§ **TASK DESCRIPTION**: Your task is to give the number of lines below that contain "rendered". Give no other text.

§ **Records from a collection**:
++++++++++++++++++++
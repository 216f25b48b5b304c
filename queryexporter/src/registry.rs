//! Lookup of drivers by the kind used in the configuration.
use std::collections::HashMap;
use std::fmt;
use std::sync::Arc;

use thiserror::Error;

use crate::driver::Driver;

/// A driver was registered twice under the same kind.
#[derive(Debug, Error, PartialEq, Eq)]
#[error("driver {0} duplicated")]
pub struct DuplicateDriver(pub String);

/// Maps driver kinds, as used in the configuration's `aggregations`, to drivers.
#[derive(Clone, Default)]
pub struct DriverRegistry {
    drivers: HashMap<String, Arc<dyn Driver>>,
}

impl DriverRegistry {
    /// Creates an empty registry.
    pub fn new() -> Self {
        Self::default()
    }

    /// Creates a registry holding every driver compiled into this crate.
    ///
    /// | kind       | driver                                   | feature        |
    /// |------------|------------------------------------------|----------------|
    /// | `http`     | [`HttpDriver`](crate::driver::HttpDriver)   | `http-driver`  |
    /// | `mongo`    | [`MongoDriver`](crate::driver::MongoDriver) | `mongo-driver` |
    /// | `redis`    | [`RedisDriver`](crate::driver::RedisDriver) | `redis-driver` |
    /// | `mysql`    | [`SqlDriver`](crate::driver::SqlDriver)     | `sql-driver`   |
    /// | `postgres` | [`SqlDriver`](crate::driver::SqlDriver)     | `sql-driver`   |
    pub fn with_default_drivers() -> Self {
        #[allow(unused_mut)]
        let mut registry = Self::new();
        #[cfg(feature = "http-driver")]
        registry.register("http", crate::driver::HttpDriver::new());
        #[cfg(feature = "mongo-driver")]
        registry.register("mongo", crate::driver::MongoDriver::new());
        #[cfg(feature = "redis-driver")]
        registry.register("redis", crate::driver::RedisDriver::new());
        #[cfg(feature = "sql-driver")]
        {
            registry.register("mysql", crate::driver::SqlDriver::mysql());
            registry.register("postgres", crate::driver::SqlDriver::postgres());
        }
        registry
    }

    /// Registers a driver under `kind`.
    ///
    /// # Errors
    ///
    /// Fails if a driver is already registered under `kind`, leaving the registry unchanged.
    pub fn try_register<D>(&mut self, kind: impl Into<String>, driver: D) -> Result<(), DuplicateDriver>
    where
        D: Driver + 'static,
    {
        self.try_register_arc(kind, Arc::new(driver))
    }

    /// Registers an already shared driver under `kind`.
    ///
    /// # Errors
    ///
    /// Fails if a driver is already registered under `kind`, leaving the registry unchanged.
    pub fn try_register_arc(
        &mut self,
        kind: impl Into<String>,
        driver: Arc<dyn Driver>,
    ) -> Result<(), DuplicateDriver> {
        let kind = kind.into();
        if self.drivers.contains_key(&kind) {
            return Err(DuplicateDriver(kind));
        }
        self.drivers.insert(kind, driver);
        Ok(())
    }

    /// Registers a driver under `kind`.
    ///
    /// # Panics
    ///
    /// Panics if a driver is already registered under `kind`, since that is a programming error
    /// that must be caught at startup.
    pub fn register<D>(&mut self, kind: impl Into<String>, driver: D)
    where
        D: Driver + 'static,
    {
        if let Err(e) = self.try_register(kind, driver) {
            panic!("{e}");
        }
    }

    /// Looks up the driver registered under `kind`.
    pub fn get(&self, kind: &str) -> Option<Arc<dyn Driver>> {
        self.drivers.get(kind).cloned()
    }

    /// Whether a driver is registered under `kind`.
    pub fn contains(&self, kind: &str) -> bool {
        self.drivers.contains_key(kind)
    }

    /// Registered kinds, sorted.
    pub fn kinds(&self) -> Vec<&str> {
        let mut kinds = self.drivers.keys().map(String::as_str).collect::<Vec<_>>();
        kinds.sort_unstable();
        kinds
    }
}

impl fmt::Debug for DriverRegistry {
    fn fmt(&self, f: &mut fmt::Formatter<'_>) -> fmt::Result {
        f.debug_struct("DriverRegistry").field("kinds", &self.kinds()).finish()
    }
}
++++++++++++++++++++
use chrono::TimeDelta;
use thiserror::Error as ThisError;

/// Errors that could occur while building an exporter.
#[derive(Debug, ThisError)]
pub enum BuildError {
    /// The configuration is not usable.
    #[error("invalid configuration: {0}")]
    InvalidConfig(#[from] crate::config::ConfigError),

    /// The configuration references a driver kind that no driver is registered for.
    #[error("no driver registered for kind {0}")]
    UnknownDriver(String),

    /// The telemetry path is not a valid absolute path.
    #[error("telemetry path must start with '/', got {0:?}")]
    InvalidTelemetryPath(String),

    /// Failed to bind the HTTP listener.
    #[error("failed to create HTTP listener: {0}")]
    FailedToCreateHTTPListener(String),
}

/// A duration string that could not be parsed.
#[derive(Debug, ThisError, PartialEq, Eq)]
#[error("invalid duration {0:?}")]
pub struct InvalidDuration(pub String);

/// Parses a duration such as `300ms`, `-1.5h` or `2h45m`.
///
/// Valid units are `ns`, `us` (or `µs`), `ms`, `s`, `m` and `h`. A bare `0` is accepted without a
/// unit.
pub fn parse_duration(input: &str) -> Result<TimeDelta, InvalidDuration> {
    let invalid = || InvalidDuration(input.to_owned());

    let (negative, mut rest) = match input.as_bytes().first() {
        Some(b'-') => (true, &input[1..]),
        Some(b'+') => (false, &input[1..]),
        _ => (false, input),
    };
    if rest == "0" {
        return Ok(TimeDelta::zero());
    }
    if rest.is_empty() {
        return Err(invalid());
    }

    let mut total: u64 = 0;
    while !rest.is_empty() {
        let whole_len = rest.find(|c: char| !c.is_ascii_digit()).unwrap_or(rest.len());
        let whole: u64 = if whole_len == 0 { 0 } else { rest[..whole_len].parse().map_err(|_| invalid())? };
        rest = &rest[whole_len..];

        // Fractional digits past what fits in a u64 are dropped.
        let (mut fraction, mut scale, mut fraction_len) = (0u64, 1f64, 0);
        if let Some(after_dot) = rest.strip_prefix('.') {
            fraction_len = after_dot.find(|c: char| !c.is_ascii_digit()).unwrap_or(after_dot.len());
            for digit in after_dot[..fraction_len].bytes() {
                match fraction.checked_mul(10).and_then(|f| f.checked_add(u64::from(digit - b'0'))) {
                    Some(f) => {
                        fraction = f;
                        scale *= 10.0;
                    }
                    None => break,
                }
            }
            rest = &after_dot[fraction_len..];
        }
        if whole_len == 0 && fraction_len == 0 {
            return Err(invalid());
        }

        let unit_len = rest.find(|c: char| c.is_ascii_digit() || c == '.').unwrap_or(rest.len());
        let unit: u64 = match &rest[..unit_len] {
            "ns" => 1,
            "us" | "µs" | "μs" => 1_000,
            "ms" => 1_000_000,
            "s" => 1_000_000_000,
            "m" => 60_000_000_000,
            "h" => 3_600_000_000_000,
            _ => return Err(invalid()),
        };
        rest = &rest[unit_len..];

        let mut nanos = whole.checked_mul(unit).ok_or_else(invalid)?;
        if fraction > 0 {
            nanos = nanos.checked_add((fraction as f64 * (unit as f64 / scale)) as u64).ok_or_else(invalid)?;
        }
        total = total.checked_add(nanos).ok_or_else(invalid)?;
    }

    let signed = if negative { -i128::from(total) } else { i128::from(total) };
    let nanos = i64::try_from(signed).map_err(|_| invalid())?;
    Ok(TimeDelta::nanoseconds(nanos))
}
++++++++++++++++++++
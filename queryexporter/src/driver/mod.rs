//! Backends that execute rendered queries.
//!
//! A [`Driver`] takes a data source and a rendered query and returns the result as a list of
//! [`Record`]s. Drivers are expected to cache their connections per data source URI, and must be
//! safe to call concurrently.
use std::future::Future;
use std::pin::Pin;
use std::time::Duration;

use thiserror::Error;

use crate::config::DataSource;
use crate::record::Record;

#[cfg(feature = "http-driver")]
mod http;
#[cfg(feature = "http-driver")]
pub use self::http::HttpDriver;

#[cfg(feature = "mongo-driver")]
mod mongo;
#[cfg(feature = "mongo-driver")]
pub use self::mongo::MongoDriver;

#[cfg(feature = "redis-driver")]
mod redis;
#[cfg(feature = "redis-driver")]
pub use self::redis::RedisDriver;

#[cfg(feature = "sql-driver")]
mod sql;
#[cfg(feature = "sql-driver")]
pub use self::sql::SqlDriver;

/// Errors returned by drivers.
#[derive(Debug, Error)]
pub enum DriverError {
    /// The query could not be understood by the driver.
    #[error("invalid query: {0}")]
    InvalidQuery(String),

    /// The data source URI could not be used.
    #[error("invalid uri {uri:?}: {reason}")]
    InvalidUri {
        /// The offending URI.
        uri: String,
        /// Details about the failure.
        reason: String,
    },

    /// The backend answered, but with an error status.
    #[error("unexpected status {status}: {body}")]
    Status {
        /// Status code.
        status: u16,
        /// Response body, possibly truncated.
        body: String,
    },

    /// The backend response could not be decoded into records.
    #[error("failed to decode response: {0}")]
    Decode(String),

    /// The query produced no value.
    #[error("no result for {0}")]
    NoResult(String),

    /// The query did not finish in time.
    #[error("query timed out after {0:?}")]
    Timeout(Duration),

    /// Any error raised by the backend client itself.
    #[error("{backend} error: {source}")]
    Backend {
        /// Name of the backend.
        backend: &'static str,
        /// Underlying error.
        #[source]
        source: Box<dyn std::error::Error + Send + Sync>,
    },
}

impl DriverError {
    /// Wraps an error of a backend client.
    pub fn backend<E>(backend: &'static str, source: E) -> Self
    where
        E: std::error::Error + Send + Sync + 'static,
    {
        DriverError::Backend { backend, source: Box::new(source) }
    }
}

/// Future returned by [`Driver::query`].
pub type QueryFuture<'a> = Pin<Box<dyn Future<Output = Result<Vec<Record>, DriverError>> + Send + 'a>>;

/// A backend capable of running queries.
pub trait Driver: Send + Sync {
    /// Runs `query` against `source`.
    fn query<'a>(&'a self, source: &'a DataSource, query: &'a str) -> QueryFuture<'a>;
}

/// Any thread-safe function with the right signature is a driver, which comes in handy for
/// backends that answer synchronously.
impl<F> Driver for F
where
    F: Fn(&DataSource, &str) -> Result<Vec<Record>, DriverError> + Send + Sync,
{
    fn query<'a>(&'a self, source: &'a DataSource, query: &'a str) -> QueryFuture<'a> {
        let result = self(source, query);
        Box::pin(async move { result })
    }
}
++++++++++++++++++++
§ **ANSWER BOX**: 2